All the things I should have done like buy tights for my daughter, schedule a hair appointment for my son, get a strapless that actually works, buy a card, get jewelry to wear, make sure my husband and son don’t wait until the last minute to get tux, too late, get something cute for my daughter’s hair and oh somewhere in there normal things like get food, cook, work and laundry. I know I am whining a bit. Up until I fit it all in one day it felt daunting because I had not done it yet. Thank goodness I took Friday off.
The blinking line on my computer is taunting me. I know I want to write about the hard truth but struggle with the words.
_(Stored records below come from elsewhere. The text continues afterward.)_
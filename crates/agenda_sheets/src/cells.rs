// --- File: crates/agenda_sheets/src/cells.rs ---
//! Reading date, time and status values out of spreadsheet cells.
//!
//! Cells arrive as JSON values. Dates and times are read as spreadsheet
//! serial numbers (days since 1899-12-30, fraction = time of day), as plain
//! text, or as RFC 3339 instants which are first moved into the sheet's zone.

use chrono::{DateTime, Datelike, Duration, NaiveDate, NaiveDateTime, NaiveTime};
use chrono_tz::Tz;
use serde_json::Value;

/// Portuguese weekday names, indexed by days from Sunday.
pub const DIAS_SEMANA: [&str; 7] = [
    "Domingo",
    "Segunda-feira",
    "Terça-feira",
    "Quarta-feira",
    "Quinta-feira",
    "Sexta-feira",
    "Sábado",
];

const SECONDS_PER_DAY: f64 = 86_400.0;

const DATE_FORMATS: [&str; 3] = ["%Y-%m-%d", "%d/%m/%Y", "%Y/%m/%d"];
const TIME_FORMATS: [&str; 2] = ["%H:%M:%S", "%H:%M"];
const DATE_TIME_FORMATS: [&str; 3] = ["%Y-%m-%d %H:%M:%S", "%Y-%m-%dT%H:%M:%S", "%d/%m/%Y %H:%M:%S"];

/// Day zero of spreadsheet serial dates.
pub fn serial_epoch() -> NaiveDate {
    NaiveDate::from_ymd_opt(1899, 12, 30).unwrap_or_default()
}

/// Returns the cell at a 1-based column, treating missing trailing cells as empty.
pub fn cell(row: &[Value], column: usize) -> &Value {
    column
        .checked_sub(1)
        .and_then(|index| row.get(index))
        .unwrap_or(&Value::Null)
}

/// Whether a cell holds nothing, the way a spreadsheet shows a blank cell.
pub fn is_blank(value: &Value) -> bool {
    match value {
        Value::Null => true,
        Value::String(s) => s.trim().is_empty(),
        _ => false,
    }
}

/// Trimmed, uppercased text of a status cell. Blank cells give an empty string.
pub fn normalize_status(value: &Value) -> String {
    match value {
        Value::Null => String::new(),
        Value::String(s) => s.trim().to_uppercase(),
        other => other.to_string().trim().to_uppercase(),
    }
}

/// Interprets a cell as a wall-clock moment in `tz`.
fn cell_date_time(value: &Value, tz: Tz) -> Option<NaiveDateTime> {
    match value {
        Value::Number(n) => from_serial(n.as_f64()?),
        Value::String(s) => parse_text(s.trim(), tz),
        _ => None,
    }
}

fn from_serial(serial: f64) -> Option<NaiveDateTime> {
    if !serial.is_finite() || serial < 0.0 {
        return None;
    }
    let total_seconds = (serial * SECONDS_PER_DAY).round() as i64;
    let date = serial_epoch().checked_add_signed(Duration::days(total_seconds.div_euclid(86_400)))?;
    let time = NaiveTime::from_num_seconds_from_midnight_opt(
        u32::try_from(total_seconds.rem_euclid(86_400)).ok()?,
        0,
    )?;
    Some(date.and_time(time))
}

fn parse_text(text: &str, tz: Tz) -> Option<NaiveDateTime> {
    if text.is_empty() {
        return None;
    }
    if let Ok(instant) = DateTime::parse_from_rfc3339(text) {
        return Some(instant.with_timezone(&tz).naive_local());
    }
    if let Some(moment) = DATE_TIME_FORMATS
        .iter()
        .find_map(|format| NaiveDateTime::parse_from_str(text, format).ok())
    {
        return Some(moment);
    }
    if let Some(date) = DATE_FORMATS
        .iter()
        .find_map(|format| NaiveDate::parse_from_str(text, format).ok())
    {
        return date.and_hms_opt(0, 0, 0);
    }
    TIME_FORMATS
        .iter()
        .find_map(|format| NaiveTime::parse_from_str(text, format).ok())
        .map(|time| serial_epoch().and_time(time))
}

/// Calendar date held by a cell, in the sheet's zone.
pub fn cell_date(value: &Value, tz: Tz) -> Option<NaiveDate> {
    cell_date_time(value, tz).map(|moment| moment.date())
}

/// Time of day held by a cell, in the sheet's zone.
pub fn cell_time(value: &Value, tz: Tz) -> Option<NaiveTime> {
    cell_date_time(value, tz).map(|moment| moment.time())
}

/// `dd/MM/yyyy`
pub fn format_date(date: NaiveDate) -> String {
    date.format("%d/%m/%Y").to_string()
}

/// `HH:mm`
pub fn format_time(time: NaiveTime) -> String {
    time.format("%H:%M").to_string()
}

/// Portuguese weekday name of a date.
pub fn weekday_name(date: NaiveDate) -> &'static str {
    DIAS_SEMANA[date.weekday().num_days_from_sunday() as usize]
}
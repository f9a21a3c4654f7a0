// --- File: crates/agenda_sheets/src/lib.rs ---
pub mod auth;
pub mod cells;
#[cfg(test)]
mod cells_test;
pub mod doc;
pub mod events;
pub mod factory;
pub mod handlers;
pub mod logic;
#[cfg(test)]
mod logic_proptest;
pub mod memory;
pub mod routes;
pub mod service;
If you focus long enough, you can hear every ticking clock and sound surrounding you.
Why do I shy away from writing about the truth of my own faults? Maybe it is because people tend to not want others to know and we don’t want to be judged. Guilty as charged.
The other day I spent an hour long car ride talking out loud about my frustrations the things I feel guilty for. Yes I am admitting talking to myself don’t judge me. I know you were not but my inner voice says you might be just a little bit.
So the words of guilt just kept pouring out. Guilty that I don’t spend enough time with my kids, guilty for not seeing my grandparents enough, guilty for not cleaning the house enough, for not cooking enough, for not seeing my friends enough, for not exercising, for not doing more in the community, for not reading the bible more, for not….guilty for being guilty so much.